Fixing Gnometris Performance
I had the pleasure of discussing Cairo and Gnome Games with Carl Worth a few days ago. As many have noted, the new Tango theme in Gnometris will bring even the most powerful systems on the market today to its knees once the playing field is about two-thirds of the way full.
As it stands today with Gnome Games 2.22.1, we invalidate the entire field, and call Render::render to rerasterize the playing field when any animation occurs: a block moving, a line cleared. This worked well when Gnometris was just moving simple pixmaps around. Now, the gradient and tessellation calculations inside Cairo are too hard to stick with this method.
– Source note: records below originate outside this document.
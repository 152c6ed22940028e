//! Tool registry and executor system

use anyhow::{Result, anyhow};
use async_trait::async_trait;
use serde_json::Value;
use std::collections::HashMap;
use std::sync::Arc;
use tracing::{debug, warn};

use crate::providers::ToolDefinition;

/// Per-call context handed to tools by the agent loop
#[derive(Debug, Clone, Default)]
pub struct ToolContext {
    /// Conversation the call belongs to
    pub session_id: String,
}

impl ToolContext {
    pub fn new(session_id: impl Into<String>) -> Self {
        Self {
            session_id: session_id.into(),
        }
    }
}

/// Trait for executing tools
#[async_trait]
pub trait ToolExecutor: Send + Sync {
    async fn execute(&self, tool_name: &str, input: Value, ctx: &ToolContext) -> Result<String>;
    fn list_tools(&self) -> Vec<ToolDefinition>;
}

/// Individual tool handler
#[async_trait]
pub trait ToolHandler: Send + Sync {
    fn name(&self) -> &str;
    fn description(&self) -> &str;
    fn input_schema(&self) -> Value;

    /// When true, a successful call ends the agent turn and its output goes
    /// back to the caller unsummarized.
    fn escalates(&self) -> bool {
        false
    }

    async fn execute(&self, input: Value, ctx: &ToolContext) -> Result<String>;
}

/// Registry of available tools
pub struct ToolRegistry {
    tools: HashMap<Arc<str>, Arc<dyn ToolHandler>>,
}

impl ToolRegistry {
    /// Create a new empty tool registry
    pub fn new() -> Self {
        Self {
            tools: HashMap::new(),
        }
    }

    /// Register a tool handler
    pub fn register(&mut self, handler: Arc<dyn ToolHandler>) {
        let name: Arc<str> = Arc::from(handler.name());
        debug!("Registering tool: {}", name);
        self.tools.insert(name, handler);
    }

    /// Get a tool by name
    pub fn get(&self, name: &str) -> Option<Arc<dyn ToolHandler>> {
        self.tools.get(name).cloned()
    }

    /// Number of registered tools
    pub fn len(&self) -> usize {
        self.tools.len()
    }

    /// Check if registry is empty
    pub fn is_empty(&self) -> bool {
        self.tools.is_empty()
    }

    fn definition(handler: &Arc<dyn ToolHandler>) -> ToolDefinition {
        ToolDefinition {
            name: handler.name().to_string(),
            description: handler.description().to_string(),
            input_schema: handler.input_schema(),
        }
    }
}

impl Default for ToolRegistry {
    fn default() -> Self {
        Self::new()
    }
}

#[async_trait]
impl ToolExecutor for ToolRegistry {
    async fn execute(&self, tool_name: &str, input: Value, ctx: &ToolContext) -> Result<String> {
        debug!("Executing tool: {} with input: {:?}", tool_name, input);

        let handler = self
            .tools
            .get(tool_name)
            .ok_or_else(|| anyhow!("Unknown tool: {}", tool_name))?;

        match handler.execute(input, ctx).await {
            Ok(result) => {
                debug!("Tool {} succeeded", tool_name);
                Ok(result)
            }
            Err(e) => {
                warn!("Tool {} failed: {}", tool_name, e);
                Err(e)
            }
        }
    }

    fn list_tools(&self) -> Vec<ToolDefinition> {
        let mut tools: Vec<ToolDefinition> = self.tools.values().map(Self::definition).collect();
        tools.sort_by(|a, b| a.name.cmp(&b.name));
        tools
    }
}

/// Helper function to create a JSON schema for tool input
pub fn json_schema(properties: Value, required: Vec<&str>) -> Value {
    serde_json::json!({
        "type": "object",
        "properties": properties,
        "required": required,
    })
}

/// Optional string argument; empty strings count as absent
pub fn opt_str<'a>(input: &'a Value, key: &str) -> Option<&'a str> {
    input
        .get(key)
        .and_then(|v| v.as_str())
        .map(str::trim)
        .filter(|s| !s.is_empty())
}

/// Required string argument
pub fn req_str<'a>(input: &'a Value, key: &str) -> Result<&'a str> {
    opt_str(input, key).ok_or_else(|| anyhow!("Missing '{}' parameter", key))
}

#[cfg(test)]
mod tests {
    use super::*;

    struct DummyTool;

    #[async_trait]
    impl ToolHandler for DummyTool {
        fn name(&self) -> &str {
            "dummy"
        }

        fn description(&self) -> &str {
            "A dummy tool for testing"
        }

        fn input_schema(&self) -> Value {
            json_schema(
                serde_json::json!({
                    "message": {
                        "type": "string",
                        "description": "Test message"
                    }
                }),
                vec!["message"],
            )
        }

        async fn execute(&self, _input: Value, ctx: &ToolContext) -> Result<String> {
            Ok(format!("dummy result for {}", ctx.session_id))
        }
    }

    struct FailingTool;

    #[async_trait]
    impl ToolHandler for FailingTool {
        fn name(&self) -> &str {
            "failing"
        }
        fn description(&self) -> &str {
            "Always fails"
        }
        fn input_schema(&self) -> Value {
            json_schema(serde_json::json!({}), vec![])
        }
        async fn execute(&self, _input: Value, _ctx: &ToolContext) -> Result<String> {
            Err(anyhow!("intentional failure"))
        }
    }

    #[tokio::test]
    async fn test_tool_registry() {
        let mut registry = ToolRegistry::new();
        registry.register(Arc::new(DummyTool));

        assert_eq!(registry.len(), 1);

        let result = registry
            .execute(
                "dummy",
                serde_json::json!({"message": "test"}),
                &ToolContext::new("s1"),
            )
            .await;
        assert_eq!(result.unwrap(), "dummy result for s1");
    }

    #[tokio::test]
    async fn test_unknown_tool() {
        let registry = ToolRegistry::new();
        let result = registry
            .execute("nonexistent", serde_json::json!({}), &ToolContext::default())
            .await;
        assert!(result.is_err());
    }

    #[tokio::test]
    async fn test_registry_execute_failing_tool() {
        let mut registry = ToolRegistry::new();
        registry.register(Arc::new(FailingTool));

        let result = registry
            .execute("failing", serde_json::json!({}), &ToolContext::default())
            .await;
        assert!(result.unwrap_err().to_string().contains("intentional failure"));
    }

    #[test]
    fn test_registry_default() {
        let registry = ToolRegistry::default();
        assert!(registry.is_empty());
    }

    #[test]
    fn test_registry_list_tools_sorted() {
        let mut registry = ToolRegistry::new();
        registry.register(Arc::new(FailingTool));
        registry.register(Arc::new(DummyTool));

        let tools = registry.list_tools();
        assert_eq!(tools.len(), 2);
        assert_eq!(tools[0].name, "dummy");
        assert_eq!(tools[1].name, "failing");
        assert!(tools[0].input_schema.get("properties").is_some());
    }

    #[test]
    fn test_registry_overwrite() {
        let mut registry = ToolRegistry::new();
        registry.register(Arc::new(DummyTool));
        registry.register(Arc::new(DummyTool));
        assert_eq!(registry.len(), 1);
        assert!(!registry.get("dummy").unwrap().escalates());
    }

    #[test]
    fn test_string_args() {
        let input = serde_json::json!({"a": " x ", "b": "", "c": 3});
        assert_eq!(opt_str(&input, "a"), Some("x"));
        assert_eq!(opt_str(&input, "b"), None);
        assert_eq!(opt_str(&input, "c"), None);
        assert!(req_str(&input, "missing").is_err());
    }

    #[test]
    fn test_json_schema_helper() {
        let schema = json_schema(
            serde_json::json!({
                "name": {"type": "string"},
                "age": {"type": "number"}
            }),
            vec!["name"],
        );
        assert_eq!(schema["type"], "object");
        let required = schema["required"].as_array().unwrap();
        assert_eq!(required.len(), 1);
        assert_eq!(required[0], "name");
    }
}
//! Steady curation — evenly spaced ingest times at every depth

use crate::policy::bit_length;

/// Site holding ingest `time` once its stride tier settles
fn site_of(capacity: u64, mut time: u64) -> u64 {
    let s = bit_length(capacity) - 1;
    while time >= capacity {
        let epoch = bit_length(time) - s;
        let base = capacity << (epoch - 1);
        let slot = (time - base) >> epoch;
        time = (2 * slot + 1) << (epoch - 1);
    }
    time
}

pub(crate) fn assign_storage_site(capacity: u64, time: u64) -> Option<u64> {
    if time < capacity {
        return Some(time);
    }
    let epoch = bit_length(time) - (bit_length(capacity) - 1);
    if time % (1 << epoch) != 0 {
        return None;
    }
    Some(site_of(capacity, time))
}

pub(crate) fn lookup_ingest_times(capacity: u64, num_ingests: u64) -> Vec<Option<u64>> {
    let mut sites = vec![None; capacity as usize];
    if num_ingests <= capacity {
        for time in 0..num_ingests {
            sites[time as usize] = Some(time);
        }
        return sites;
    }
    let epoch = bit_length(num_ingests - 1) - (bit_length(capacity) - 1);
    let base = capacity << (epoch - 1);
    let stride = 1u64 << epoch;
    let fresh = (num_ingests - base).div_ceil(stride);
    let survivors = (0..capacity)
        .filter(|k| k % 2 == 0 || k / 2 >= fresh)
        .map(|k| k * (stride / 2));
    let recent = (0..fresh).map(|j| base + j * stride);
    for time in survivors.chain(recent) {
        sites[site_of(capacity, time) as usize] = Some(time);
    }
    sites
}
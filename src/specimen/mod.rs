//! Specimens — frozen annotations for post-hoc analysis

mod assemblage;
mod snapshot;
mod view;

pub use assemblage::{Assemblage, AssemblageError};
pub use snapshot::{Specimen, SpecimenError};
pub use view::StratigraphicView;
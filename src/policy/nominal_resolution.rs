//! Nominal resolution — only the first and most recent strata survive
//!
//! Columns stay at two strata; comparisons can only tell whether two
//! lineages share any ancestor at all.

pub(crate) const ALGO_NAME: &str = "nominal_resolution";

pub(crate) fn retained_ranks(n: u64) -> Vec<u64> {
    match n {
        0 => Vec::new(),
        1 => vec![0],
        _ => vec![0, n - 1],
    }
}

pub(crate) fn num_retained_exact(n: u64) -> u64 {
    n.min(2)
}

/// Only the column endpoints bracket the MRCA
pub(crate) fn mrca_uncertainty_abs_upper_bound(a: u64, b: u64, actual_rank_of_mrca: u64) -> u64 {
    let ceiling = a.min(b);
    if actual_rank_of_mrca >= ceiling {
        return 0;
    }
    ceiling - 1
}

#[cfg(test)]
mod tests {
    use super::*;

    #[test]
    fn test_endpoints_only() {
        assert!(retained_ranks(0).is_empty());
        assert_eq!(retained_ranks(1), vec![0]);
        assert_eq!(retained_ranks(2), vec![0, 1]);
        assert_eq!(retained_ranks(100), vec![0, 99]);
        assert_eq!(num_retained_exact(100), 2);
    }

    #[test]
    fn test_uncertainty_spans_column() {
        assert_eq!(mrca_uncertainty_abs_upper_bound(100, 50, 10), 49);
        assert_eq!(mrca_uncertainty_abs_upper_bound(100, 50, 50), 0);
    }
}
Since I'm rather new to canvas programming, my first inclination was to approach the problem by going back to pixmaps: rasterize the Tango blocks to off-screen pixmaps, then go about the animation using the old, invalidate-and-repaint-everything method. Well, I've been informed that there are cleverer ways of approaching vector animation. I'm sure that anyone with any experience in graphics probably already got this memo; but, it's new to me, so maybe someone else can appreciate the following explanation.
Consider the animation event: a block falling 1U.
Gtk+ (and Cairo) allow us to selectively invalidate-and-rerender a region of a window. In the Gnometris case, calculating the region that needs to be updated is trivial.
So, all I have to do now is find time to modify Render::render to accept a region to update as an argument and do a little math to figure out invalidated region to hand to it. In the case of a line being cleared, (almost) everything moves, so rerendering the whole field is reasonable.
Looking toward the future, I would like to add some explosion-style animation to Gnometris. When a line is cleared, the deleted blocks explode and fade away while the blocks above side down with innertia-like physics and "crunch" with residual vibration on the blocks below. To make this happen with Cairo, I would need very smart, aggressive region invalidation and more efficient manipulation of the vector data on the playing field.
If anyone knows of a library that can help with calculating all the invalidated regions, please let me know or post to the games-list.